Whenever a driver is convicted of an endorsable road traffic offence the court has the power to impose either a disqualification or penalty points.
An endorsable driving offence is one where a note is made on the driver's DVLA record.
As an example, consider the case of a driver who admits speeding at 45 mph in a 30 mph zone. The Sentencing Guidelines indicate a suitable penalty of a Band B fine (e.g. 75 - 125% of the offender's relevant weekly income) plus a disqualification of 7 to 28 days OR 4 to 6 penalty points. It is a matter entirely for the court whether to impose a disqualification or penalty points, depending on the circumstances of the offence.
If the offender had a good driving record, and in the absence of aggravating factors, it would probably be more appropriate to impose penalty points instead of a disqualification. If, however, the offender had a poor driving record, or there were significant aggravating factors, then it might be more appropriate to impose a disqualification instead of penalty points.

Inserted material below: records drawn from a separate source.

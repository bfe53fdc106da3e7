//! SCS curve-number runoff (Chapter 4 hydrology pipeline, step 2)
//!
//! Converts a cumulative rainfall depth into a cumulative runoff depth using the
//! SCS-NRCS curve number method.

use crate::error::{SimError, SimResult};

/// Initial abstraction ratio λ. The SCS standard default; exposed as a parameter
/// on [`scs_runoff`] rather than hard-coded so callers studying alternate
/// abstraction ratios don't need a second entry point.
pub const DEFAULT_LAMBDA: f64 = 0.2;

/// Potential maximum retention `S = 1000/CN - 10`, inches.
///
/// `cn` must be in (0, 100].
pub fn potential_retention(cn: f64) -> SimResult<f64> {
    if !(cn > 0.0 && cn <= 100.0) {
        return Err(SimError::invalid_input(
            "curveNumber",
            format!("must be in (0, 100], got {}", cn),
        ));
    }
    Ok(1000.0 / cn - 10.0)
}

/// Cumulative SCS runoff depth `Q` (inches) for cumulative rainfall depth `p`
/// (inches) and curve number `cn`.
///
/// `Q = 0` while `p <= lambda * S`; otherwise `Q = (p - Ia)^2 / (p - Ia + S)`
/// with `Ia = lambda * S`. Monotone non-decreasing in `p`, and `Q(p) <= p`.
pub fn scs_runoff(cn: f64, p: f64, lambda: f64) -> SimResult<f64> {
    if p < 0.0 {
        return Err(SimError::invalid_input(
            "p",
            format!("cumulative rainfall must be >= 0, got {}", p),
        ));
    }
    let s = potential_retention(cn)?;
    let ia = lambda * s;

    if p <= ia {
        return Ok(0.0);
    }
    let excess = p - ia;
    Ok(excess * excess / (excess + s))
}

#[cfg(test)]
mod tests {
    use super::*;

    /// Scenario 1 — SCS runoff, CN=80, P=4.0 in
    #[test]
    fn test_scenario_1_scs_runoff() {
        let q = scs_runoff(80.0, 4.0, DEFAULT_LAMBDA).unwrap();
        assert!((q - 2.042).abs() < 0.01, "got {}", q);
    }

    #[test]
    fn test_runoff_zero_below_abstraction() {
        // S = 1000/50 - 10 = 10, Ia = 2.0
        let q = scs_runoff(50.0, 1.0, DEFAULT_LAMBDA).unwrap();
        assert_eq!(q, 0.0);
    }

    #[test]
    fn test_runoff_monotone_and_bounded() {
        let cn = 75.0;
        let mut prev = 0.0;
        let mut p = 0.0;
        while p <= 10.0 {
            let q = scs_runoff(cn, p, DEFAULT_LAMBDA).unwrap();
            assert!(q >= prev - 1e-12);
            assert!(q <= p + 1e-12);
            prev = q;
            p += 0.25;
        }
    }

    #[test]
    fn test_invalid_cn_rejected() {
        assert!(scs_runoff(0.0, 1.0, DEFAULT_LAMBDA).is_err());
        assert!(scs_runoff(100.1, 1.0, DEFAULT_LAMBDA).is_err());
        assert!(scs_runoff(-5.0, 1.0, DEFAULT_LAMBDA).is_err());
    }

    #[test]
    fn test_negative_rainfall_rejected() {
        assert!(scs_runoff(80.0, -1.0, DEFAULT_LAMBDA).is_err());
    }
}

The court should be mindful of any active penalty points on the offender's licence at the time of the offence. A driver with 10 penalty points on their licence, who has already demonstrated their disregard for the rules of the road, may well be grateful if the court imposed a 28 day disqualification instead of penalty points. That is because if the driver were to receive 4 to 6 penalty points, as recommended by the sentencing guideline, it would result in their disqualification for a minimum of 6 months under the totting up rule.
Defence advocates will, on occasion, attempt to steer the bench down the avenue of immediate disqualification for that very reason - far better for their client to face a ban of a few weeks instead of 6 months.
Playing the system, I think it's called!